As mentioned above, OpenAPI and AsyncAPI specifications define the schemas and the endpoints (sync) or the channels (async) which the services expose and can be talked to.
Once a service’s specification is defined, it needs to be made available to the public and other services. For that purpose, we have a centralized registry to host all the specifications. We adopt the open-source Apicurio Registry, which is in active development and has fantastic support for various specifications and backends.
The specification publication step is well integrated into our CI/CD pipeline. Every time a service’s new build is deployed, the latest version of that service’s OpenAPI and/or AsyncAPI specifications are also published to the registry. This ensures the contract and the service implementation are always in sync.

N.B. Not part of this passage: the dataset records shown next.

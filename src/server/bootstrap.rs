use crate::config::ProxyConfig;
use crate::metrics::Metrics;
use crate::proxy::ProxyState;
use crate::{admin, server};
use anyhow::Result;
use std::path::PathBuf;
use std::sync::Arc;
use tokio::sync::Notify;
use tracing_subscriber::layer::SubscriberExt;
use tracing_subscriber::util::SubscriberInitExt;
use tracing_subscriber::EnvFilter;

/// CLI arguments forwarded from `main()`.
pub struct BootstrapArgs {
    pub config_path: PathBuf,
    pub listen: Option<String>,
    pub metrics_listen: Option<String>,
}

/// Process lifecycle: init → load config → serve → reload-on-SIGHUP → shutdown.
pub async fn run(args: BootstrapArgs) -> Result<()> {
    let mut config = ProxyConfig::load(&args.config_path)?;
    if let Some(ref listen) = args.listen {
        config.listen = listen.clone();
    }
    if let Some(ref metrics_listen) = args.metrics_listen {
        config.metrics_listen = metrics_listen.clone();
    }

    init_tracing(&config.logging.level);

    let listen = config.listen.clone();
    let metrics_listen = config.metrics_listen.clone();
    let metrics = Metrics::install();
    let state = ProxyState::new(config, metrics.clone());

    let shutdown = Arc::new(Notify::new());

    start_reload_watcher(&state, args.config_path.clone(), &shutdown);

    tracing::info!("server: starting proxy, listen={listen}");

    let proxy_handle = tokio::spawn({
        let state = state.clone();
        let shutdown = shutdown.clone();
        async move { server::run_proxy_server(&listen, state, shutdown).await }
    });

    let admin_handle = tokio::spawn({
        let shutdown = shutdown.clone();
        async move { admin::run(&metrics_listen, metrics, shutdown).await }
    });

    wait_for_shutdown(&shutdown).await;

    if let Err(e) = proxy_handle.await {
        tracing::error!("server: proxy task error: {e}");
    }
    admin_handle.abort();

    tracing::info!("server: shutdown complete");
    Ok(())
}

fn init_tracing(level: &str) {
    let (non_blocking, _guard) = tracing_appender::non_blocking::NonBlockingBuilder::default()
        .buffered_lines_limit(128_000)
        .lossy(true)
        .finish(std::io::stdout());

    tracing_subscriber::registry()
        .with(EnvFilter::try_from_default_env().unwrap_or_else(|_| EnvFilter::new(level.to_string())))
        .with(
            tracing_subscriber::fmt::layer()
                .with_writer(non_blocking)
                .with_ansi(false)
                .with_target(false)
                .json(),
        )
        .init();

    std::mem::forget(_guard);
}

/// Reload the config file on SIGHUP and atomically swap it into `state`.
/// Unlike the upstream-discovery watchers this replaces, there is no
/// external config store to poll — the only trigger is the signal itself.
fn start_reload_watcher(state: &ProxyState, config_path: PathBuf, shutdown: &Arc<Notify>) {
    let state = state.clone();
    let shutdown = shutdown.clone();

    tokio::spawn(async move {
        #[cfg(unix)]
        {
            let Ok(mut hangup) = tokio::signal::unix::signal(tokio::signal::unix::SignalKind::hangup())
            else {
                tracing::warn!("server: failed to install SIGHUP handler, config reload disabled");
                return;
            };

            loop {
                tokio::select! {
                    _ = hangup.recv() => {
                        match ProxyConfig::load(&config_path) {
                            Ok(new_config) => {
                                state.reload(new_config);
                                tracing::info!("server: config reloaded on SIGHUP");
                            }
                            Err(e) => {
                                tracing::error!("server: config reload failed, keeping previous config, error={e}");
                            }
                        }
                    }
                    _ = shutdown.notified() => return,
                }
            }
        }

        #[cfg(not(unix))]
        {
            let _ = (state, config_path);
            shutdown.notified().await;
        }
    });
}

async fn wait_for_shutdown(shutdown: &Arc<Notify>) {
    let ctrl_c = tokio::signal::ctrl_c();

    #[cfg(unix)]
    let terminate = async {
        tokio::signal::unix::signal(tokio::signal::unix::SignalKind::terminate())
            .expect("failed to install SIGTERM handler")
            .recv()
            .await;
    };

    #[cfg(not(unix))]
    let terminate = std::future::pending::<()>();

    tokio::select! {
        _ = ctrl_c => tracing::info!("server: received SIGINT, shutting down"),
        _ = terminate => tracing::info!("server: received SIGTERM, shutting down"),
    }

    shutdown.notify_waiters();
}
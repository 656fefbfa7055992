use crate::config::UpstreamConfig;
use std::sync::atomic::{AtomicU64, Ordering};

/// A single upstream endpoint, identified by its `host:port` pair.
#[derive(Debug, Clone, PartialEq, Eq, Hash)]
pub struct Upstream {
    pub host: String,
    pub port: u16,
}

impl Upstream {
    pub fn addr(&self) -> String {
        format!("{}:{}", self.host, self.port)
    }
}

impl From<&UpstreamConfig> for Upstream {
    fn from(cfg: &UpstreamConfig) -> Self {
        Self {
            host: cfg.host.clone(),
            port: cfg.port,
        }
    }
}

/// Unweighted round-robin selection over a fixed set of upstreams.
///
/// Upstreams carry no weight field here, so selection is a plain modular
/// counter rather than a prefix-sum search — the counter still needs to be
/// atomic since accepted connections are handled on separate tasks.
pub struct UpstreamPool {
    upstreams: Vec<Upstream>,
    counter: AtomicU64,
}

impl UpstreamPool {
    pub fn new(upstreams: Vec<Upstream>) -> Self {
        Self {
            upstreams,
            counter: AtomicU64::new(0),
        }
    }

    /// Select the next upstream in round-robin order. Returns `None` only
    /// if the pool was built with an empty list, which `ProxyConfig::validate`
    /// already rejects at load time.
    pub fn next(&self) -> Option<&Upstream> {
        if self.upstreams.is_empty() {
            return None;
        }
        let idx = self.counter.fetch_add(1, Ordering::Relaxed) as usize % self.upstreams.len();
        self.upstreams.get(idx)
    }

    pub fn all(&self) -> &[Upstream] {
        &self.upstreams
    }
}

Furthermore, we require each new specification to be backward compatible with previous versions. This protects the dependency between services.

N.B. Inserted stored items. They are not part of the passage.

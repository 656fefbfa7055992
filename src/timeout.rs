use crate::config::TimeoutsConfig;
use crate::error::ProxyError;
use std::future::Future;
use std::time::Duration;

/// Four independent deadline wrappers. A zero millisecond value in
/// config means "no bound for this phase" and is stored as `None` here so
/// the hot path never has to special-case zero durations.
#[derive(Debug, Clone, Copy)]
pub struct TimeoutPolicy {
    connect: Option<Duration>,
    read: Option<Duration>,
    write: Option<Duration>,
    total: Option<Duration>,
}

fn millis(ms: u64) -> Option<Duration> {
    if ms == 0 {
        None
    } else {
        Some(Duration::from_millis(ms))
    }
}

impl TimeoutPolicy {
    pub fn from_config(cfg: &TimeoutsConfig) -> Self {
        Self {
            connect: millis(cfg.connect_ms),
            read: millis(cfg.read_ms),
            write: millis(cfg.write_ms),
            total: millis(cfg.total_ms),
        }
    }

    /// Bound `fut` by the connect deadline. The operation must be passed
    /// unstarted (a fresh `Future`, e.g. `TcpStream::connect(addr)`) so this
    /// wrapper owns its scheduling and can cancel it on deadline.
    pub async fn with_connect<F, T>(&self, fut: F) -> Result<T, ProxyError>
    where
        F: Future<Output = T>,
    {
        self.bound(self.connect, fut, ProxyError::ConnectTimeout).await
    }

    pub async fn with_read<F, T>(&self, fut: F) -> Result<T, ProxyError>
    where
        F: Future<Output = T>,
    {
        self.bound(self.read, fut, ProxyError::ReadTimeout).await
    }

    pub async fn with_write<F, T>(&self, fut: F) -> Result<T, ProxyError>
    where
        F: Future<Output = T>,
    {
        self.bound(self.write, fut, ProxyError::WriteTimeout).await
    }

    pub async fn with_total<F, T>(&self, fut: F) -> Result<T, ProxyError>
    where
        F: Future<Output = T>,
    {
        self.bound(self.total, fut, ProxyError::TotalTimeout).await
    }

    async fn bound<F, T>(&self, deadline: Option<Duration>, fut: F, on_expiry: ProxyError) -> Result<T, ProxyError>
    where
        F: Future<Output = T>,
    {
        match deadline {
            Some(d) => tokio::time::timeout(d, fut).await.map_err(|_| on_expiry),
            None => Ok(fut.await),
        }
    }
}
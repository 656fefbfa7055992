pub mod bootstrap;
pub mod runtime;

use crate::proxy::{self, ProxyState};
use anyhow::Result;
use std::net::SocketAddr;
use std::sync::atomic::{AtomicI64, Ordering};
use std::sync::Arc;
use tokio::net::TcpListener;
use tokio::sync::Notify;
use tracing::{error, info};

/// Run the proxy's client-facing accept loop with graceful shutdown support.
///
/// When `shutdown` is notified the loop stops accepting new connections and
/// waits up to `DRAIN_TIMEOUT` for in-flight connections to finish before
/// returning.
pub async fn run_proxy_server(listen: &str, state: ProxyState, shutdown: Arc<Notify>) -> Result<()> {
    const DRAIN_TIMEOUT: std::time::Duration = std::time::Duration::from_secs(30);

    let addr: SocketAddr = listen.parse()?;
    let listener = TcpListener::bind(addr).await?;
    info!("server: proxy listening, addr={addr}");

    let active_conns = Arc::new(AtomicI64::new(0));

    loop {
        let accepted = tokio::select! {
            result = listener.accept() => result,
            _ = shutdown.notified() => {
                info!("server: proxy: stop accepting new connections, draining...");
                break;
            }
        };

        let (stream, peer_addr) = match accepted {
            Ok(v) => v,
            Err(e) => {
                error!("server: proxy: accept failed, error={e}");
                continue;
            }
        };

        active_conns.fetch_add(1, Ordering::Relaxed);
        let state = state.clone();
        let active_conns = active_conns.clone();

        tokio::spawn(async move {
            proxy::handle_connection(stream, peer_addr, state).await;
            active_conns.fetch_sub(1, Ordering::Relaxed);
        });
    }

    let active = active_conns.load(Ordering::Relaxed);
    if active > 0 {
        info!("server: proxy: waiting for {active} active connections to drain");
        let drain = async {
            loop {
                if active_conns.load(Ordering::Relaxed) == 0 {
                    break;
                }
                tokio::time::sleep(std::time::Duration::from_millis(100)).await;
            }
        };
        match tokio::time::timeout(DRAIN_TIMEOUT, drain).await {
            Ok(_) => info!("server: proxy: all connections drained"),
            Err(_) => {
                let remaining = active_conns.load(Ordering::Relaxed);
                info!(
                    "server: proxy: drain timeout ({}s), {remaining} connections still active",
                    DRAIN_TIMEOUT.as_secs(),
                );
            }
        }
    }

    Ok(())
}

API Portal is designed to be a one-stop-shop for developers to discover all available APIs from all services. It uses the registry and allows developers to explore APIs in visualized documentation templates such as ReDoc or Swagger.
In the use-case of asynchronous communication, it is crucial for the producers to write the correct messages and adhere to the schema they “promise” to consumers. To help with that, we developed a library in-house that intercepts every message going to our broker, validates the messages against their respective schemas, injects special headers into the messages, then fails or passes the messages depending on their validation status. This way, the consumers can trust the messages they read from the broker; they even have an option to re-validate themselves, should they wish to do so.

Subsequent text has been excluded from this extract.